Dataset entries:
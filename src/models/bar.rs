use chrono::{DateTime, Utc};
use serde::{Deserialize, Serialize};

#[derive(Debug, Clone, PartialEq, Serialize, Deserialize)]
pub struct Bar {
    pub timestamp: DateTime<Utc>,
    pub open: f64,
    pub high: f64,
    pub low: f64,
    pub close: f64,
    pub volume: f64,
}

impl Bar {
    pub fn body(&self) -> f64 {
        (self.close - self.open).abs()
    }

    pub fn range(&self) -> f64 {
        self.high - self.low
    }

    pub fn upper_wick(&self) -> f64 {
        self.high - self.close.max(self.open)
    }

    pub fn lower_wick(&self) -> f64 {
        self.close.min(self.open) - self.low
    }

    pub fn is_bullish(&self) -> bool {
        self.close > self.open
    }

    pub fn is_bearish(&self) -> bool {
        self.close < self.open
    }

    pub fn body_top(&self) -> f64 {
        self.close.max(self.open)
    }

    pub fn body_bottom(&self) -> f64 {
        self.close.min(self.open)
    }

    /// Body as a fraction of the full range. Zero for a zero-range bar.
    pub fn body_ratio(&self) -> f64 {
        let range = self.range();
        if range <= 0.0 {
            return 0.0;
        }
        self.body() / range
    }

    pub fn overlaps(&self, top: f64, bottom: f64) -> bool {
        self.low <= top && self.high >= bottom
    }
}

/// Oldest-first window of bars.
#[derive(Debug, Clone, Serialize, Deserialize, Default)]
pub struct BarSeries {
    bars: Vec<Bar>,
}

impl BarSeries {
    pub fn new(bars: Vec<Bar>) -> Self {
        Self { bars }
    }

    /// Build from a bar store response, which arrives most-recent-first.
    pub fn from_most_recent_first(mut bars: Vec<Bar>) -> Self {
        bars.reverse();
        Self { bars }
    }

    pub fn len(&self) -> usize {
        self.bars.len()
    }

    pub fn is_empty(&self) -> bool {
        self.bars.is_empty()
    }

    pub fn get(&self, index: usize) -> Option<&Bar> {
        self.bars.get(index)
    }

    pub fn last(&self) -> Option<&Bar> {
        self.bars.last()
    }

    pub fn first(&self) -> Option<&Bar> {
        self.bars.first()
    }

    pub fn tail(&self, n: usize) -> BarSeries {
        let start = self.bars.len().saturating_sub(n);
        BarSeries::new(self.bars[start..].to_vec())
    }

    pub fn slice(&self, start: usize, end: usize) -> BarSeries {
        let s = start.min(self.bars.len());
        let e = end.min(self.bars.len()).max(s);
        BarSeries::new(self.bars[s..e].to_vec())
    }

    pub fn iter(&self) -> std::slice::Iter<'_, Bar> {
        self.bars.iter()
    }

    pub fn as_slice(&self) -> &[Bar] {
        &self.bars
    }

    /// The last `n` bars as a slice, without copying.
    pub fn last_n(&self, n: usize) -> &[Bar] {
        let start = self.bars.len().saturating_sub(n);
        &self.bars[start..]
    }

    pub fn highs_max(&self) -> f64 {
        self.bars
            .iter()
            .map(|b| b.high)
            .fold(f64::NEG_INFINITY, f64::max)
    }

    pub fn lows_min(&self) -> f64 {
        self.bars
            .iter()
            .map(|b| b.low)
            .fold(f64::INFINITY, f64::min)
    }

    pub fn closes(&self) -> Vec<f64> {
        self.bars.iter().map(|b| b.close).collect()
    }

    pub fn push(&mut self, bar: Bar) {
        self.bars.push(bar);
    }

    /// Aggregate into buckets of `bucket_secs`, aligned to the epoch.
    pub fn resample(&self, bucket_secs: i64) -> BarSeries {
        if self.bars.is_empty() || bucket_secs <= 0 {
            return BarSeries::default();
        }
        let mut result: Vec<Bar> = Vec::new();

        for bar in &self.bars {
            let ts = bar.timestamp.timestamp();
            let bucket_start = ts - ts.rem_euclid(bucket_secs);
            let bucket_ts = DateTime::from_timestamp(bucket_start, 0).unwrap_or(bar.timestamp);

            if let Some(last) = result.last_mut() {
                if last.timestamp == bucket_ts {
                    last.high = last.high.max(bar.high);
                    last.low = last.low.min(bar.low);
                    last.close = bar.close;
                    last.volume += bar.volume;
                    continue;
                }
            }

            result.push(Bar {
                timestamp: bucket_ts,
                ..bar.clone()
            });
        }

        BarSeries::new(result)
    }
}

impl std::ops::Index<usize> for BarSeries {
    type Output = Bar;
    fn index(&self, index: usize) -> &Self::Output {
        &self.bars[index]
    }
}

impl IntoIterator for BarSeries {
    type Item = Bar;
    type IntoIter = std::vec::IntoIter<Bar>;
    fn into_iter(self) -> Self::IntoIter {
        self.bars.into_iter()
    }
}

impl<'a> IntoIterator for &'a BarSeries {
    type Item = &'a Bar;
    type IntoIter = std::slice::Iter<'a, Bar>;
    fn into_iter(self) -> Self::IntoIter {
        self.bars.iter()
    }
}

#[cfg(test)]
mod tests {
    use super::*;
    use crate::test_helpers::make_bars;

    fn bullish_bar() -> Bar {
        Bar {
            timestamp: Utc::now(),
            open: 100.0,
            high: 115.0,
            low: 95.0,
            close: 110.0,
            volume: 50.0,
        }
    }

    #[test]
    fn bar_body_and_range() {
        let b = bullish_bar();
        assert!((b.body() - 10.0).abs() < 1e-9);
        assert!((b.range() - 20.0).abs() < 1e-9);
        assert!((b.body_ratio() - 0.5).abs() < 1e-9);
    }

    #[test]
    fn bar_wicks() {
        let b = bullish_bar(); // O=100, H=115, L=95, C=110
        assert!((b.upper_wick() - 5.0).abs() < 1e-9);
        assert!((b.lower_wick() - 5.0).abs() < 1e-9);
    }

    #[test]
    fn zero_range_bar_has_zero_body_ratio() {
        let b = Bar {
            timestamp: Utc::now(),
            open: 100.0,
            high: 100.0,
            low: 100.0,
            close: 100.0,
            volume: 0.0,
        };
        assert_eq!(b.body_ratio(), 0.0);
        assert!(!b.is_bullish() && !b.is_bearish());
    }

    #[test]
    fn most_recent_first_is_reversed() {
        let s = make_bars(&[
            (100.0, 105.0, 95.0, 102.0),
            (102.0, 108.0, 100.0, 106.0),
        ]);
        let mut raw: Vec<Bar> = s.iter().cloned().collect();
        raw.reverse();
        let rebuilt = BarSeries::from_most_recent_first(raw);
        assert_eq!(rebuilt[0], s[0]);
        assert_eq!(rebuilt[1], s[1]);
    }

    #[test]
    fn series_tail_slice_and_extremes() {
        let s = make_bars(&[
            (100.0, 200.0, 50.0, 150.0),
            (150.0, 300.0, 80.0, 250.0),
            (250.0, 280.0, 60.0, 270.0),
        ]);
        assert_eq!(s.tail(2).len(), 2);
        assert_eq!(s.slice(1, 3).len(), 2);
        assert_eq!(s.slice(3, 1).len(), 0);
        assert_eq!(s.last_n(5).len(), 3);
        assert!((s.highs_max() - 300.0).abs() < 1e-9);
        assert!((s.lows_min() - 50.0).abs() < 1e-9);
    }

    #[test]
    fn resample_into_five_minute_buckets() {
        let raw: Vec<(f64, f64, f64, f64)> = (0..6)
            .map(|i| {
                let v = 100.0 + i as f64;
                (v, v + 2.0, v - 1.0, v + 1.0)
            })
            .collect();
        let m5 = make_bars(&raw).resample(300);
        assert_eq!(m5.len(), 2);
        assert!((m5[0].open - 100.0).abs() < 1e-9);
        assert!((m5[0].high - 106.0).abs() < 1e-9);
        assert!((m5[0].low - 99.0).abs() < 1e-9);
        assert!((m5[0].close - 105.0).abs() < 1e-9);
        assert!((m5[0].volume - 500.0).abs() < 1e-9);
        assert!((m5[1].open - 105.0).abs() < 1e-9);
    }
}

> **TASK OBJECTIVE**
To complete this exercise, set down every line above exactly once more.

> **ANSWER FOR THE TASK**
filename src/models/bar.rs
use chrono::{DateTime, Utc};
use serde::{Deserialize, Serialize};

#[derive(Debug, Clone, PartialEq, Serialize, Deserialize)]
pub struct Bar {
    pub timestamp: DateTime<Utc>,
    pub open: f64,
    pub high: f64,
    pub low: f64,
    pub close: f64,
    pub volume: f64,
}

impl Bar {
    pub fn body(&self) -> f64 {
        (self.close - self.open).abs()
    }

    pub fn range(&self) -> f64 {
        self.high - self.low
    }

    pub fn upper_wick(&self) -> f64 {
        self.high - self.close.max(self.open)
    }

    pub fn lower_wick(&self) -> f64 {
        self.close.min(self.open) - self.low
    }

    pub fn is_bullish(&self) -> bool {
        self.close > self.open
    }

    pub fn is_bearish(&self) -> bool {
        self.close < self.open
    }

    pub fn body_top(&self) -> f64 {
        self.close.max(self.open)
    }

    pub fn body_bottom(&self) -> f64 {
        self.close.min(self.open)
    }

    /// Body as a fraction of the full range. Zero for a zero-range bar.
    pub fn body_ratio(&self) -> f64 {
        let range = self.range();
        if range <= 0.0 {
            return 0.0;
        }
        self.body() / range
    }

    pub fn overlaps(&self, top: f64, bottom: f64) -> bool {
        self.low <= top && self.high >= bottom
    }
}

/// Oldest-first window of bars.
#[derive(Debug, Clone, Serialize, Deserialize, Default)]
pub struct BarSeries {
    bars: Vec<Bar>,
}

impl BarSeries {
    pub fn new(bars: Vec<Bar>) -> Self {
        Self { bars }
    }

    /// Build from a bar store response, which arrives most-recent-first.
    pub fn from_most_recent_first(mut bars: Vec<Bar>) -> Self {
        bars.reverse();
        Self { bars }
    }

    pub fn len(&self) -> usize {
        self.bars.len()
    }

    pub fn is_empty(&self) -> bool {
        self.bars.is_empty()
    }

    pub fn get(&self, index: usize) -> Option<&Bar> {
        self.bars.get(index)
    }

    pub fn last(&self) -> Option<&Bar> {
        self.bars.last()
    }

    pub fn first(&self) -> Option<&Bar> {
        self.bars.first()
    }

    pub fn tail(&self, n: usize) -> BarSeries {
        let start = self.bars.len().saturating_sub(n);
        BarSeries::new(self.bars[start..].to_vec())
    }

    pub fn slice(&self, start: usize, end: usize) -> BarSeries {
        let s = start.min(self.bars.len());
        let e = end.min(self.bars.len()).max(s);
        BarSeries::new(self.bars[s..e].to_vec())
    }

    pub fn iter(&self) -> std::slice::Iter<'_, Bar> {
        self.bars.iter()
    }

    pub fn as_slice(&self) -> &[Bar] {
        &self.bars
    }

    /// The last `n` bars as a slice, without copying.
    pub fn last_n(&self, n: usize) -> &[Bar] {
        let start = self.bars.len().saturating_sub(n);
        &self.bars[start..]
    }

    pub fn highs_max(&self) -> f64 {
        self.bars
            .iter()
            .map(|b| b.high)
            .fold(f64::NEG_INFINITY, f64::max)
    }

    pub fn lows_min(&self) -> f64 {
        self.bars
            .iter()
            .map(|b| b.low)
            .fold(f64::INFINITY, f64::min)
    }

    pub fn closes(&self) -> Vec<f64> {
        self.bars.iter().map(|b| b.close).collect()
    }

    pub fn push(&mut self, bar: Bar) {
        self.bars.push(bar);
    }

    /// Aggregate into buckets of `bucket_secs`, aligned to the epoch.
    pub fn resample(&self, bucket_secs: i64) -> BarSeries {
        if self.bars.is_empty() || bucket_secs <= 0 {
            return BarSeries::default();
        }
        let mut result: Vec<Bar> = Vec::new();

        for bar in &self.bars {
            let ts = bar.timestamp.timestamp();
            let bucket_start = ts - ts.rem_euclid(bucket_secs);
            let bucket_ts = DateTime::from_timestamp(bucket_start, 0).unwrap_or(bar.timestamp);

            if let Some(last) = result.last_mut() {
                if last.timestamp == bucket_ts {
                    last.high = last.high.max(bar.high);
                    last.low = last.low.min(bar.low);
                    last.close = bar.close;
                    last.volume += bar.volume;
                    continue;
                }
            }

            result.push(Bar {
                timestamp: bucket_ts,
                ..bar.clone()
            });
        }

        BarSeries::new(result)
    }
}

impl std::ops::Index<usize> for BarSeries {
    type Output = Bar;
    fn index(&self, index: usize) -> &Self::Output {
        &self.bars[index]
    }
}

impl IntoIterator for BarSeries {
    type Item = Bar;
    type IntoIter = std::vec::IntoIter<Bar>;
    fn into_iter(self) -> Self::IntoIter {
        self.bars.into_iter()
    }
}

impl<'a> IntoIterator for &'a BarSeries {
    type Item = &'a Bar;
    type IntoIter = std::slice::Iter<'a, Bar>;
    fn into_iter(self) -> Self::IntoIter {
        self.bars.iter()
    }
}

#[cfg(test)]
mod tests {
    use super::*;
    use crate::test_helpers::make_bars;

    fn bullish_bar() -> Bar {
        Bar {
            timestamp: Utc::now(),
            open: 100.0,
            high: 115.0,
            low: 95.0,
            close: 110.0,
            volume: 50.0,
        }
    }

    #[test]
    fn bar_body_and_range() {
        let b = bullish_bar();
        assert!((b.body() - 10.0).abs() < 1e-9);
        assert!((b.range() - 20.0).abs() < 1e-9);
        assert!((b.body_ratio() - 0.5).abs() < 1e-9);
    }

    #[test]
    fn bar_wicks() {
        let b = bullish_bar(); // O=100, H=115, L=95, C=110
        assert!((b.upper_wick() - 5.0).abs() < 1e-9);
        assert!((b.lower_wick() - 5.0).abs() < 1e-9);
    }

    #[test]
    fn zero_range_bar_has_zero_body_ratio() {
        let b = Bar {
            timestamp: Utc::now(),
            open: 100.0,
            high: 100.0,
            low: 100.0,
            close: 100.0,
            volume: 0.0,
        };
        assert_eq!(b.body_ratio(), 0.0);
        assert!(!b.is_bullish() && !b.is_bearish());
    }

    #[test]
    fn most_recent_first_is_reversed() {
        let s = make_bars(&[
            (100.0, 105.0, 95.0, 102.0),
            (102.0, 108.0, 100.0, 106.0),
        ]);
        let mut raw: Vec<Bar> = s.iter().cloned().collect();
        raw.reverse();
        let rebuilt = BarSeries::from_most_recent_first(raw);
        assert_eq!(rebuilt[0], s[0]);
        assert_eq!(rebuilt[1], s[1]);
    }

    #[test]
    fn series_tail_slice_and_extremes() {
        let s = make_bars(&[
            (100.0, 200.0, 50.0, 150.0),
            (150.0, 300.0, 80.0, 250.0),
            (250.0, 280.0, 60.0, 270.0),
        ]);
        assert_eq!(s.tail(2).len(), 2);
        assert_eq!(s.slice(1, 3).len(), 2);
        assert_eq!(s.slice(3, 1).len(), 0);
        assert_eq!(s.last_n(5).len(), 3);
        assert!((s.highs_max() - 300.0).abs() < 1e-9);
        assert!((s.lows_min() - 50.0).abs() < 1e-9);
    }

    #[test]
    fn resample_into_five_minute_buckets() {
        let raw: Vec<(f64, f64, f64, f64)> = (0..6)
            .map(|i| {
                let v = 100.0 + i as f64;
                (v, v + 2.0, v - 1.0, v + 1.0)
            })
            .collect();
        let m5 = make_bars(&raw).resample(300);
        assert_eq!(m5.len(), 2);
        assert!((m5[0].open - 100.0).abs() < 1e-9);
        assert!((m5[0].high - 106.0).abs() < 1e-9);
        assert!((m5[0].low - 99.0).abs() < 1e-9);
        assert!((m5[0].close - 105.0).abs() < 1e-9);
        assert!((m5[0].volume - 500.0).abs() < 1e-9);
        assert!((m5[1].open - 105.0).abs() < 1e-9);
    }
}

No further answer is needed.